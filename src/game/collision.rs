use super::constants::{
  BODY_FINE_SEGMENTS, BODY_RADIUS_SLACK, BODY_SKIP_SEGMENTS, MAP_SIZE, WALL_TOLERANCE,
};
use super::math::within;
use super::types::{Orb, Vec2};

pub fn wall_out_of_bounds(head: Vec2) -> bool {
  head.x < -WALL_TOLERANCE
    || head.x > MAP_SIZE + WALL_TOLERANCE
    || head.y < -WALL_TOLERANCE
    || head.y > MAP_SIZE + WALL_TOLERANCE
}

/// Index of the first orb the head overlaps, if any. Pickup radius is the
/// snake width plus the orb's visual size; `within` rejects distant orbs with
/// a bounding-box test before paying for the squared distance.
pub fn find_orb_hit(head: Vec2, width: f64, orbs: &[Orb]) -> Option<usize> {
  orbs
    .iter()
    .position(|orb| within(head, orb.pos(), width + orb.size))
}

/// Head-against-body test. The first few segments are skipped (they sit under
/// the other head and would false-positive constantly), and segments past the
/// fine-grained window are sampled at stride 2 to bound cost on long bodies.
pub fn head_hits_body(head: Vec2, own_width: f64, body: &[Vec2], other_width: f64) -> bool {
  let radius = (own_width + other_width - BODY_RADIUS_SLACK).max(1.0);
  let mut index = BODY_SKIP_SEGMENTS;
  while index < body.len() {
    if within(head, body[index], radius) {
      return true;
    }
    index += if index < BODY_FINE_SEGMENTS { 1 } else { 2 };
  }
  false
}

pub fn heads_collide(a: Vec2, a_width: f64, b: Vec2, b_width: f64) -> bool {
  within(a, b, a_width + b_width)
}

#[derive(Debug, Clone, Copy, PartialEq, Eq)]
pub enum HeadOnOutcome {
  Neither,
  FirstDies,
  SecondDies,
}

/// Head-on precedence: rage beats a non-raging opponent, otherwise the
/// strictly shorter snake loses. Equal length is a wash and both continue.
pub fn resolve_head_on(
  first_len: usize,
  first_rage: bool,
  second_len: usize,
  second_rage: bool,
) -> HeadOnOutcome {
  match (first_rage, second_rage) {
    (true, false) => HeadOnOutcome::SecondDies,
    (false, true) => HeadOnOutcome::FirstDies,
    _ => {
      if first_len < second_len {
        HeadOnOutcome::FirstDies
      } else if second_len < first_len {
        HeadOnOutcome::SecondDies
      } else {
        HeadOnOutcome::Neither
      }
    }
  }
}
· · · · · · ·
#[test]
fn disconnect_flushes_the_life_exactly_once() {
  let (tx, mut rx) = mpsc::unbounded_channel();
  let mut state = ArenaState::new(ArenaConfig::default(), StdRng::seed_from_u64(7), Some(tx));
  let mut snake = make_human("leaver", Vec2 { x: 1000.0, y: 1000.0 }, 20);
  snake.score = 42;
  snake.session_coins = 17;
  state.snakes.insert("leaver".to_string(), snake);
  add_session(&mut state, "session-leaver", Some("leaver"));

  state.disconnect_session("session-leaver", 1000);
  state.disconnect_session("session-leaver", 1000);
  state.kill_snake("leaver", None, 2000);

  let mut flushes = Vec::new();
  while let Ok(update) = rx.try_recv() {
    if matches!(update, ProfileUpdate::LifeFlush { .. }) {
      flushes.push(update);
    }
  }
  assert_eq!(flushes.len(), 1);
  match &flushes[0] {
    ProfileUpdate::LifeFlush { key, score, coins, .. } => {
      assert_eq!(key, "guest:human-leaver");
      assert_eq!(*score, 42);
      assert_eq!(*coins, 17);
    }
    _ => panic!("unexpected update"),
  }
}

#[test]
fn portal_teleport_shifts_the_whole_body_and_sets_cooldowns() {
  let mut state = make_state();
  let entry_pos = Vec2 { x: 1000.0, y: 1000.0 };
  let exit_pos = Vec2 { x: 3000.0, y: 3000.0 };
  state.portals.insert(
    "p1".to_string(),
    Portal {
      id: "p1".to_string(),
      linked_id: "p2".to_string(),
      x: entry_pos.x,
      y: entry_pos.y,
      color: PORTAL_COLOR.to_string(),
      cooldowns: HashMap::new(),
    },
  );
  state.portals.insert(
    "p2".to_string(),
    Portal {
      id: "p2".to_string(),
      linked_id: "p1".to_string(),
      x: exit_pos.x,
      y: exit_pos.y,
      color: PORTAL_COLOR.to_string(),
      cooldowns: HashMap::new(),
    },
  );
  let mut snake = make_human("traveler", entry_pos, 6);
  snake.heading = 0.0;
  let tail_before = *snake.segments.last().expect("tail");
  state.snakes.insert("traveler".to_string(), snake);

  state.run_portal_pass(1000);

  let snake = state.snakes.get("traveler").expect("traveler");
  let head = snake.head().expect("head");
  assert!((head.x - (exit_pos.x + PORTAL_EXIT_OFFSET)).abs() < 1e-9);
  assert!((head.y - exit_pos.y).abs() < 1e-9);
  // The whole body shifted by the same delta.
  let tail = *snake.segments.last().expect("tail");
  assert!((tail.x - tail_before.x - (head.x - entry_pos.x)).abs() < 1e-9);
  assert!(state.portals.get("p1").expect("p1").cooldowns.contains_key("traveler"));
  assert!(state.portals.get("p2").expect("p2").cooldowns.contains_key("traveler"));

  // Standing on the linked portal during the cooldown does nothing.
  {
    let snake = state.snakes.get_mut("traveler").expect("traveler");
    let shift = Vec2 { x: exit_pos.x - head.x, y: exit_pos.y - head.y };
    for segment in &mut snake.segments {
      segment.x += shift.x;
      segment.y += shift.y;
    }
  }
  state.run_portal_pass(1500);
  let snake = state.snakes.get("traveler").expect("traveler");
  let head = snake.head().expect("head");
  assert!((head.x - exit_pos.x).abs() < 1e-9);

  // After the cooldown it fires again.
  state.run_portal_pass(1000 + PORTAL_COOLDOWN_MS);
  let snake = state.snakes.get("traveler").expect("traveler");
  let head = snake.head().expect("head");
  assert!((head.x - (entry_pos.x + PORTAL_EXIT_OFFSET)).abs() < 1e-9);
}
· · · · · · ·
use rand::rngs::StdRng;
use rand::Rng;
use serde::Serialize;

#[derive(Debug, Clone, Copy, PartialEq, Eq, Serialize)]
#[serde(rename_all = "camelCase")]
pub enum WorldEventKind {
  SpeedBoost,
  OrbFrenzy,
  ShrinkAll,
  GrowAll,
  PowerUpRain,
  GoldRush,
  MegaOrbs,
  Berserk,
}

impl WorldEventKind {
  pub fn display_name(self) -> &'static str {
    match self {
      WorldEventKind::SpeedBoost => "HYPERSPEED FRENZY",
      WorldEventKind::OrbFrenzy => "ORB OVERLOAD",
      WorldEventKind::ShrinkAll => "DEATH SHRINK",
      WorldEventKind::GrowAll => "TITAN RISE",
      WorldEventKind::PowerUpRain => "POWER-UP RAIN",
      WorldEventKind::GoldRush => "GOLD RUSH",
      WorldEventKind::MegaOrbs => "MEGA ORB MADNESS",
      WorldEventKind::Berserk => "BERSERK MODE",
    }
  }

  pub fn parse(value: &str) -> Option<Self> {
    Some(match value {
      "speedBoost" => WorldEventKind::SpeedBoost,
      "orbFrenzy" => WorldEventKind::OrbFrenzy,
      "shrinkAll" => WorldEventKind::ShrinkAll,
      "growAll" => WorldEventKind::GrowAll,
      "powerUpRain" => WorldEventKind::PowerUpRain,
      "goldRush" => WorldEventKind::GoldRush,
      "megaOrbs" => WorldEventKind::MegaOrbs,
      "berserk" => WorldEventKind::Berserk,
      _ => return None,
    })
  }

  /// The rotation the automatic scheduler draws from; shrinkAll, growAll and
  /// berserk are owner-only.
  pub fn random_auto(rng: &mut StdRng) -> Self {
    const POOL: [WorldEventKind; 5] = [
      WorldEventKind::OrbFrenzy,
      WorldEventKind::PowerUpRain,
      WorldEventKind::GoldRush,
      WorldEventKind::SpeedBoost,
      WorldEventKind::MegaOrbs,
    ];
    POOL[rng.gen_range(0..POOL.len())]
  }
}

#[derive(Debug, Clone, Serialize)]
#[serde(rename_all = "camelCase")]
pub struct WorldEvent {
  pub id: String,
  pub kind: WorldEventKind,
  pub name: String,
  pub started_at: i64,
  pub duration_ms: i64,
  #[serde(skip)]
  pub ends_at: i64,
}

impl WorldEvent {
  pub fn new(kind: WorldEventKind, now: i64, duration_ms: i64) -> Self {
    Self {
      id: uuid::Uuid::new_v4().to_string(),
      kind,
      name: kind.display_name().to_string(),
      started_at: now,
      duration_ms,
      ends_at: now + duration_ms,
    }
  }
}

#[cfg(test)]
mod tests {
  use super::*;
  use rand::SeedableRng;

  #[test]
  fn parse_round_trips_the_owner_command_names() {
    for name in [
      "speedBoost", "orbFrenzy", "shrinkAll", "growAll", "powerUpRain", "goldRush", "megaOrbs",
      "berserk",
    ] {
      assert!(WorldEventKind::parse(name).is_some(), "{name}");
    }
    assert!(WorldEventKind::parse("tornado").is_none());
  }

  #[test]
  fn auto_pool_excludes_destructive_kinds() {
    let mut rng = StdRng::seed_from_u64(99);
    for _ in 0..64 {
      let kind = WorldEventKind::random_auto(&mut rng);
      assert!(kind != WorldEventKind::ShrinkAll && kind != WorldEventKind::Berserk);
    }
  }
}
· · · · · · ·
Count the lines in the material above where the string "SecondDies" appears, then state only that count.

3